TASK REQUIREMENTS: Repeat the stretch of entries below from the line with "pub const CODE_FORBIDDEN: u16 = 403;" through the line with "from a rejection". Include both ends and add nothing.

SOURCE DATA Start Marker

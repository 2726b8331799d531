//! Admission decisions and their mapping onto `AdmissionResponse`

use json_patch::Patch;
use kube::api::DynamicObject;
use kube::core::admission::{AdmissionRequest, AdmissionResponse};
use kube::core::Status;
use serde::Serialize;
use tracing::error;

/// Status code for a policy rejection
pub const CODE_FORBIDDEN: u16 = 403;
/// Status code for a body that could not be parsed
pub const CODE_BAD_REQUEST: u16 = 400;
/// Status code for a failure inside the webhook itself
pub const CODE_INTERNAL: u16 = 500;

/// Outcome of one admission stage
#[derive(Clone, Debug, Serialize)]
#[serde(tag = "decision", rename_all = "camelCase")]
pub enum AdmissionDecision {
    /// The object may be persisted, optionally after applying `patch`
    Allow {
        /// Human-readable reason
        reason: String,
        /// JSON patch to apply before persistence
        #[serde(skip_serializing_if = "Option::is_none")]
        patch: Option<Patch>,
    },
    /// The object is rejected
    Deny {
        /// Human-readable reason, never empty
        reason: String,
        /// 403 for policy violations, 400 for malformed input
        code: u16,
    },
    /// The webhook failed to reach a decision
    Error {
        /// What went wrong
        reason: String,
    },
}

impl AdmissionDecision {
    /// Allow without mutation
    pub fn allow(reason: impl Into<String>) -> Self {
        Self::Allow {
            reason: reason.into(),
            patch: None,
        }
    }

    /// Allow with a patch; an empty patch collapses to a plain allow
    pub fn allow_with_patch(reason: impl Into<String>, patch: Patch) -> Self {
        Self::Allow {
            reason: reason.into(),
            patch: (!patch.0.is_empty()).then_some(patch),
        }
    }

    /// Reject for a policy violation
    pub fn deny(reason: impl Into<String>) -> Self {
        Self::Deny {
            reason: reason.into(),
            code: CODE_FORBIDDEN,
        }
    }

    /// Reject input that could not be parsed
    pub fn malformed(reason: impl Into<String>) -> Self {
        Self::Deny {
            reason: reason.into(),
            code: CODE_BAD_REQUEST,
        }
    }

    /// Internal failure, distinct from a rejection
    pub fn internal(reason: impl Into<String>) -> Self {
        Self::Error {
            reason: reason.into(),
        }
    }

    /// Whether the object may be persisted
    pub fn is_allowed(&self) -> bool {
        matches!(self, Self::Allow { .. })
    }

    /// Human-readable reason
    pub fn reason(&self) -> &str {
        match self {
            Self::Allow { reason, .. } | Self::Deny { reason, .. } | Self::Error { reason } => {
                reason
            }
        }
    }

    /// Patch carried by an allow decision
    pub fn patch(&self) -> Option<&Patch> {
        match self {
            Self::Allow { patch, .. } => patch.as_ref(),
            _ => None,
        }
    }

    /// Status code reported in the admission response
    pub fn code(&self) -> u16 {
        match self {
            Self::Allow { .. } => 200,
            Self::Deny { code, .. } => *code,
            Self::Error { .. } => CODE_INTERNAL,
        }
    }

    /// Label used for the `outcome` metric attribute
    pub fn outcome_label(&self) -> &'static str {
        match self {
            Self::Allow { patch: Some(_), .. } => "patched",
            Self::Allow { patch: None, .. } => "allowed",
            Self::Deny { .. } => "denied",
            Self::Error { .. } => "error",
        }
    }

    /// Build the response for `req`
    pub fn into_response(self, req: &AdmissionRequest<DynamicObject>) -> AdmissionResponse {
        let base = AdmissionResponse::from(req);
        match self {
            Self::Allow { reason, patch } => {
                let mut response = match patch {
                    Some(patch) => match base.with_patch(patch) {
                        Ok(response) => response,
                        Err(e) => {
                            error!(uid = %req.uid, error = %e, "Failed to serialize admission patch");
                            return Self::internal(format!("patch serialization error: {}", e))
                                .into_response(req);
                        }
                    },
                    None => base,
                };
                response.result.code = 200;
                response.result.message = reason;
                response
            }
            Self::Deny { reason, code } => {
                let mut response = base.deny(reason.clone());
                response.result = Status::failure(&reason, status_reason(code)).with_code(code);
                response
            }
            Self::Error { reason } => {
                let mut response = base.deny(reason.clone());
                response.result = Status::failure(&reason, status_reason(CODE_INTERNAL))
                    .with_code(CODE_INTERNAL);
                response
            }
        }
    }
}

fn status_reason(code: u16) -> &'static str {
    match code {
        CODE_BAD_REQUEST => "BadRequest",
        CODE_FORBIDDEN => "Forbidden",
        _ => "InternalError",
    }
}
//! Offline run of both admission stages
//!
//! The API server calls the two webhooks separately. This module chains them
//! the same way (defaults first, then validation of the defaulted object) for
//! the `admit` command and for tests.

use kube::core::admission::Operation;
use serde::Serialize;
use serde_json::Value;

use super::{default_tenant, validate_tenant, AdmissionDecision, Stage};

/// Result of running a Tenant document through the pipeline
#[derive(Clone, Debug, Serialize)]
#[serde(rename_all = "camelCase")]
pub struct AdmissionReport {
    /// Decision of the defaulting stage
    pub defaulting: AdmissionDecision,
    /// Decision of the validation stage; absent when defaulting stopped the pipeline
    #[serde(skip_serializing_if = "Option::is_none")]
    pub validation: Option<AdmissionDecision>,
    /// The document as it would be persisted
    #[serde(skip_serializing_if = "Option::is_none")]
    pub object: Option<Value>,
}

impl AdmissionReport {
    /// Whether the document would be persisted
    pub fn allowed(&self) -> bool {
        self.defaulting.is_allowed()
            && self
                .validation
                .as_ref()
                .is_some_and(AdmissionDecision::is_allowed)
    }

    /// The decision that settled the outcome
    pub fn final_decision(&self) -> (Stage, &AdmissionDecision) {
        match &self.validation {
            Some(validation) => (Stage::Validation, validation),
            None => (Stage::Defaulting, &self.defaulting),
        }
    }
}

/// Mutate-then-validate gate for Tenant documents
#[derive(Clone, Copy, Debug, Default)]
pub struct AdmissionPipeline;

impl AdmissionPipeline {
    /// Run `raw` through defaulting, apply the resulting patch, then validate
    pub fn review(&self, operation: &Operation, raw: &[u8]) -> AdmissionReport {
        let defaulting = default_tenant(operation, raw);
        if !defaulting.is_allowed() {
            return AdmissionReport {
                defaulting,
                validation: None,
                object: None,
            };
        }

        let mut object: Option<Value> = serde_json::from_slice(raw).ok();
        if let (Some(doc), Some(patch)) = (object.as_mut(), defaulting.patch()) {
            if let Err(e) = json_patch::patch(doc, &patch.0) {
                return AdmissionReport {
                    defaulting: AdmissionDecision::internal(format!(
                        "failed to apply defaults: {}",
                        e
                    )),
                    validation: None,
                    object: None,
                };
            }
        }

        let validated = match &object {
            Some(doc) => match serde_json::to_vec(doc) {
                Ok(bytes) => validate_tenant(operation, &bytes),
                Err(e) => AdmissionDecision::internal(format!("failed to encode object: {}", e)),
            },
            None => validate_tenant(operation, raw),
        };

        AdmissionReport {
            defaulting,
            validation: Some(validated),
            object,
        }
    }
}
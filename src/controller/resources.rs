//! Cluster objects derived from a Tenant
//!
//! Both builders are pure functions of the tenant, so building twice yields
//! identical objects.

use std::collections::BTreeMap;

use k8s_openapi::api::core::v1::Namespace;
use k8s_openapi::api::rbac::v1::{RoleBinding, RoleRef, Subject};
use k8s_openapi::apimachinery::pkg::apis::meta::v1::ObjectMeta;
use kube::{Resource, ResourceExt};

use crate::crd::Tenant;
use crate::{MANAGED_BY_LABEL, MANAGED_BY_VALUE, TENANT_LABEL};

/// Name of the admin RoleBinding in every tenant namespace
pub const TENANT_ADMIN_BINDING: &str = "tenant-admin";

/// ClusterRole granted to the tenant's admin group
pub const ADMIN_CLUSTER_ROLE: &str = "admin";

/// Pod Security admission level enforced in tenant namespaces
pub const POD_SECURITY_LEVEL: &str = "restricted";

const RBAC_API_GROUP: &str = "rbac.authorization.k8s.io";
const POD_SECURITY_ENFORCE_LABEL: &str = "pod-security.kubernetes.io/enforce";
const POD_SECURITY_VERSION_LABEL: &str = "pod-security.kubernetes.io/enforce-version";

/// Labels applied to every namespace owned by `tenant`
pub fn tenant_namespace_labels(tenant: &str) -> BTreeMap<String, String> {
    BTreeMap::from([
        (TENANT_LABEL.to_string(), tenant.to_string()),
        (MANAGED_BY_LABEL.to_string(), MANAGED_BY_VALUE.to_string()),
        (
            POD_SECURITY_ENFORCE_LABEL.to_string(),
            POD_SECURITY_LEVEL.to_string(),
        ),
        (POD_SECURITY_VERSION_LABEL.to_string(), "latest".to_string()),
    ])
}

/// Namespace for `tenant`
///
/// Carries a controller owner reference when the tenant has a UID, so the
/// garbage collector removes the namespace once the tenant is deleted.
pub fn tenant_namespace(tenant: &Tenant) -> Namespace {
    let owner_references: Vec<_> = tenant.controller_owner_ref(&()).into_iter().collect();

    Namespace {
        metadata: ObjectMeta {
            name: Some(tenant.namespace_name()),
            labels: Some(tenant_namespace_labels(&tenant.name_any())),
            owner_references: (!owner_references.is_empty()).then_some(owner_references),
            ..Default::default()
        },
        ..Default::default()
    }
}

/// RoleBinding granting the tenant's admin group the `admin` ClusterRole
pub fn tenant_admin_binding(tenant: &Tenant) -> RoleBinding {
    RoleBinding {
        metadata: ObjectMeta {
            name: Some(TENANT_ADMIN_BINDING.to_string()),
            namespace: Some(tenant.namespace_name()),
            labels: Some(BTreeMap::from([
                (TENANT_LABEL.to_string(), tenant.name_any()),
                (MANAGED_BY_LABEL.to_string(), MANAGED_BY_VALUE.to_string()),
            ])),
            ..Default::default()
        },
        role_ref: RoleRef {
            api_group: RBAC_API_GROUP.to_string(),
            kind: "ClusterRole".to_string(),
            name: ADMIN_CLUSTER_ROLE.to_string(),
        },
        subjects: Some(vec![Subject {
            api_group: Some(RBAC_API_GROUP.to_string()),
            kind: "Group".to_string(),
            name: tenant.admin_group(),
            namespace: None,
        }]),
    }
}
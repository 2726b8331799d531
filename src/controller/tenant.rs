//! Tenant controller implementation
//!
//! Reconciliation is level-triggered: whatever caused a trigger, the
//! controller re-reads the Tenant and converges toward the same end state.
//! Every step only creates what is missing, so repeating a reconcile is
//! harmless and a partially failed one resumes where it stopped.

use std::sync::Arc;
use std::time::Duration;

use async_trait::async_trait;
use dashmap::DashMap;
use k8s_openapi::api::core::v1::Namespace;
use k8s_openapi::api::rbac::v1::RoleBinding;
use kube::api::{Api, Patch, PatchParams, PostParams};
use kube::runtime::controller::Action;
use kube::{Client, ResourceExt};
use tracing::{debug, error, info, instrument};

#[cfg(test)]
use mockall::automock;

use super::resources::{tenant_admin_binding, tenant_namespace};
use crate::crd::{Tenant, TenantStatus};
use crate::metrics::ReconcileTimer;
use crate::retry::RetryConfig;
use crate::{Error, FIELD_MANAGER};

/// Default interval between re-checks of a converged tenant
pub const DEFAULT_RESYNC_INTERVAL: Duration = Duration::from_secs(300);

/// Result of a create call against the cluster
#[derive(Clone, Copy, Debug, PartialEq, Eq)]
pub enum CreateOutcome {
    /// The object was created by this call
    Created,
    /// An object with the same name was already present
    AlreadyExists,
}

/// Trait abstracting the cluster operations the tenant controller needs
///
/// This trait allows mocking the Kubernetes client in tests while using
/// the real client in production.
#[cfg_attr(test, automock)]
#[async_trait]
pub trait TenantClient: Send + Sync {
    /// Fetch a Tenant by name, `None` if it does not exist
    async fn get_tenant(&self, name: &str) -> Result<Option<Tenant>, Error>;

    /// Create the namespace for `tenant`
    async fn create_namespace(
        &self,
        tenant: &str,
        namespace: &Namespace,
    ) -> Result<CreateOutcome, Error>;

    /// Create a RoleBinding inside a tenant namespace
    async fn create_role_binding(
        &self,
        tenant: &str,
        binding: &RoleBinding,
    ) -> Result<CreateOutcome, Error>;

    /// Merge-patch the status of a Tenant
    async fn patch_status(&self, name: &str, status: &TenantStatus) -> Result<(), Error>;
}

/// Real Kubernetes client implementation
pub struct KubeTenantClient {
    client: Client,
}

impl KubeTenantClient {
    /// Create a new KubeTenantClient wrapping the given kube Client
    pub fn new(client: Client) -> Self {
        Self { client }
    }

    fn post_params() -> PostParams {
        PostParams {
            field_manager: Some(FIELD_MANAGER.to_string()),
            ..Default::default()
        }
    }
}

/// Map a create result, treating a 409 Conflict as "already exists"
fn create_outcome<T>(
    result: Result<T, kube::Error>,
    tenant: &str,
    kind: &str,
    name: &str,
) -> Result<CreateOutcome, Error> {
    match result {
        Ok(_) => Ok(CreateOutcome::Created),
        Err(kube::Error::Api(e)) if e.code == 409 => Ok(CreateOutcome::AlreadyExists),
        Err(e) => Err(Error::resource_create(tenant, kind, name, e.to_string())),
    }
}

#[async_trait]
impl TenantClient for KubeTenantClient {
    async fn get_tenant(&self, name: &str) -> Result<Option<Tenant>, Error> {
        let api: Api<Tenant> = Api::all(self.client.clone());
        Ok(api.get_opt(name).await?)
    }

    async fn create_namespace(
        &self,
        tenant: &str,
        namespace: &Namespace,
    ) -> Result<CreateOutcome, Error> {
        let api: Api<Namespace> = Api::all(self.client.clone());
        let name = namespace.name_any();
        let result = api.create(&Self::post_params(), namespace).await;
        create_outcome(result, tenant, "Namespace", &name)
    }

    async fn create_role_binding(
        &self,
        tenant: &str,
        binding: &RoleBinding,
    ) -> Result<CreateOutcome, Error> {
        let namespace = binding.namespace().ok_or_else(|| {
            Error::resource_create(
                tenant,
                "RoleBinding",
                binding.name_any(),
                "binding has no namespace",
            )
        })?;
        let api: Api<RoleBinding> = Api::namespaced(self.client.clone(), &namespace);
        let name = binding.name_any();
        let result = api.create(&Self::post_params(), binding).await;
        create_outcome(result, tenant, "RoleBinding", &name)
    }

    async fn patch_status(&self, name: &str, status: &TenantStatus) -> Result<(), Error> {
        let api: Api<Tenant> = Api::all(self.client.clone());

        let status_patch = serde_json::json!({
            "status": status
        });

        api.patch_status(
            name,
            &PatchParams::apply(FIELD_MANAGER),
            &Patch::Merge(&status_patch),
        )
        .await?;

        Ok(())
    }
}

/// Controller context shared across reconciles
pub struct Context {
    /// Cluster access (trait object for testability)
    pub client: Arc<dyn TenantClient>,
    /// Delay before a converged tenant is checked again
    pub resync_interval: Duration,
    /// Backoff curve for failed reconciles
    pub retry: RetryConfig,
    /// Consecutive failures per tenant name
    failures: DashMap<String, u32>,
}

impl Context {
    /// Create a builder backed by a real Kubernetes client
    pub fn builder(client: Client) -> ContextBuilder {
        ContextBuilder::new(Arc::new(KubeTenantClient::new(client)))
    }

    /// Create a builder backed by any [`TenantClient`]
    pub fn builder_with(client: Arc<dyn TenantClient>) -> ContextBuilder {
        ContextBuilder::new(client)
    }

    /// Consecutive failures recorded for `tenant`
    pub fn failure_count(&self, tenant: &str) -> u32 {
        self.failures.get(tenant).map(|n| *n).unwrap_or(0)
    }

    fn record_failure(&self, tenant: &str) -> u32 {
        let mut count = self.failures.entry(tenant.to_string()).or_insert(0);
        *count = count.saturating_add(1);
        *count
    }

    /// Drop the backoff state kept for `tenant`
    ///
    /// Called on every successful reconcile and when the watch reports the
    /// Tenant deleted, since a deleted Tenant is never reconciled again.
    pub fn forget_tenant(&self, tenant: &str) {
        self.failures.remove(tenant);
    }
}

/// Builder for constructing [`Context`] instances
///
/// ```ignore
/// let ctx = Context::builder(client)
///     .resync_interval(Duration::from_secs(60))
///     .build();
/// ```
pub struct ContextBuilder {
    client: Arc<dyn TenantClient>,
    resync_interval: Duration,
    retry: RetryConfig,
}

impl ContextBuilder {
    fn new(client: Arc<dyn TenantClient>) -> Self {
        Self {
            client,
            resync_interval: DEFAULT_RESYNC_INTERVAL,
            retry: RetryConfig::default(),
        }
    }

    /// Set the periodic resync interval
    pub fn resync_interval(mut self, interval: Duration) -> Self {
        self.resync_interval = interval;
        self
    }

    /// Set the backoff curve used by the error policy
    pub fn retry_config(mut self, retry: RetryConfig) -> Self {
        self.retry = retry;
        self
    }

    /// Build the Context
    pub fn build(self) -> Context {
        Context {
            client: self.client,
            resync_interval: self.resync_interval,
            retry: self.retry,
            failures: DashMap::new(),
        }
    }
}

/// What a single reconcile found and did
#[derive(Clone, Debug, PartialEq, Eq)]
pub enum ReconcileOutcome {
    /// Namespace and binding are in place and status records the namespace
    Converged {
        /// The tenant namespace
        namespace: String,
        /// Whether this pass created the namespace
        created_namespace: bool,
        /// Whether this pass created the binding
        created_binding: bool,
        /// Whether this pass wrote status
        status_updated: bool,
    },
    /// The tenant no longer exists
    NotFound,
    /// The tenant is being deleted; garbage collection handles the rest
    Deleting,
}

/// Reconcile a Tenant resource
///
/// The object handed over by the watch is only used for its name; the
/// tenant is re-read so a stale trigger cannot act on outdated state.
#[instrument(skip(tenant, ctx), fields(tenant = %tenant.name_any()))]
pub async fn reconcile(tenant: Arc<Tenant>, ctx: Arc<Context>) -> Result<Action, Error> {
    let name = tenant.name_any();
    let timer = ReconcileTimer::start(&name);

    match reconcile_tenant(&name, &ctx).await {
        Ok(outcome) => {
            timer.success();
            ctx.forget_tenant(&name);
            debug!(?outcome, "reconcile finished");
            match outcome {
                ReconcileOutcome::Converged { .. } => Ok(Action::requeue(ctx.resync_interval)),
                ReconcileOutcome::NotFound | ReconcileOutcome::Deleting => {
                    Ok(Action::await_change())
                }
            }
        }
        Err(e) => {
            timer.error(e.kind_label());
            Err(e)
        }
    }
}

/// Converge the tenant with the given name
pub async fn reconcile_tenant(name: &str, ctx: &Context) -> Result<ReconcileOutcome, Error> {
    let Some(tenant) = ctx.client.get_tenant(name).await? else {
        debug!("tenant not found, nothing to do");
        return Ok(ReconcileOutcome::NotFound);
    };

    if tenant.is_deleting() {
        debug!("tenant is being deleted, leaving cleanup to garbage collection");
        return Ok(ReconcileOutcome::Deleting);
    }

    let namespace = tenant_namespace(&tenant);
    let ns_name = tenant.namespace_name();
    let created_namespace = match ctx.client.create_namespace(name, &namespace).await? {
        CreateOutcome::Created => {
            info!(namespace = %ns_name, "created tenant namespace");
            true
        }
        CreateOutcome::AlreadyExists => {
            debug!(namespace = %ns_name, "tenant namespace already exists");
            false
        }
    };

    let binding = tenant_admin_binding(&tenant);
    let created_binding = match ctx.client.create_role_binding(name, &binding).await? {
        CreateOutcome::Created => {
            info!(namespace = %ns_name, group = %tenant.admin_group(), "created tenant admin binding");
            true
        }
        CreateOutcome::AlreadyExists => false,
    };

    let status_updated = if tenant.recorded_namespace() != Some(ns_name.as_str()) {
        ctx.client
            .patch_status(name, &TenantStatus::with_namespace(&ns_name))
            .await?;
        info!(namespace = %ns_name, "recorded tenant namespace in status");
        true
    } else {
        false
    };

    Ok(ReconcileOutcome::Converged {
        namespace: ns_name,
        created_namespace,
        created_binding,
        status_updated,
    })
}

/// Error policy for the tenant controller
///
/// Every failure is retried. The delay grows with consecutive failures of
/// the same tenant and is reset by the next successful reconcile.
pub fn error_policy(tenant: Arc<Tenant>, error: &Error, ctx: Arc<Context>) -> Action {
    let name = tenant.name_any();
    let attempt = ctx.record_failure(&name);
    let delay = ctx.retry.jittered_delay(attempt);

    error!(
        ?error,
        tenant = %name,
        attempt,
        retry_in_ms = delay.as_millis() as u64,
        "reconciliation failed"
    );

    Action::requeue(delay)
}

SOURCE DATA End Marker

EXERCISE RESPONSE:
pub const CODE_FORBIDDEN: u16 = 403;
/// Status code for a body that could not be parsed
pub const CODE_BAD_REQUEST: u16 = 400;
/// Status code for a failure inside the webhook itself
pub const CODE_INTERNAL: u16 = 500;

/// Outcome of one admission stage
#[derive(Clone, Debug, Serialize)]
#[serde(tag = "decision", rename_all = "camelCase")]
pub enum AdmissionDecision {
    /// The object may be persisted, optionally after applying `patch`
    Allow {
        /// Human-readable reason
        reason: String,
        /// JSON patch to apply before persistence
        #[serde(skip_serializing_if = "Option::is_none")]
        patch: Option<Patch>,
    },
    /// The object is rejected
    Deny {
        /// Human-readable reason, never empty
        reason: String,
        /// 403 for policy violations, 400 for malformed input
        code: u16,
    },
    /// The webhook failed to reach a decision
    Error {
        /// What went wrong
        reason: String,
    },
}

impl AdmissionDecision {
    /// Allow without mutation
    pub fn allow(reason: impl Into<String>) -> Self {
        Self::Allow {
            reason: reason.into(),
            patch: None,
        }
    }

    /// Allow with a patch; an empty patch collapses to a plain allow
    pub fn allow_with_patch(reason: impl Into<String>, patch: Patch) -> Self {
        Self::Allow {
            reason: reason.into(),
            patch: (!patch.0.is_empty()).then_some(patch),
        }
    }

    /// Reject for a policy violation
    pub fn deny(reason: impl Into<String>) -> Self {
        Self::Deny {
            reason: reason.into(),
            code: CODE_FORBIDDEN,
        }
    }

    /// Reject input that could not be parsed
    pub fn malformed(reason: impl Into<String>) -> Self {
        Self::Deny {
            reason: reason.into(),
            code: CODE_BAD_REQUEST,
        }
    }

    /// Internal failure, distinct from a rejection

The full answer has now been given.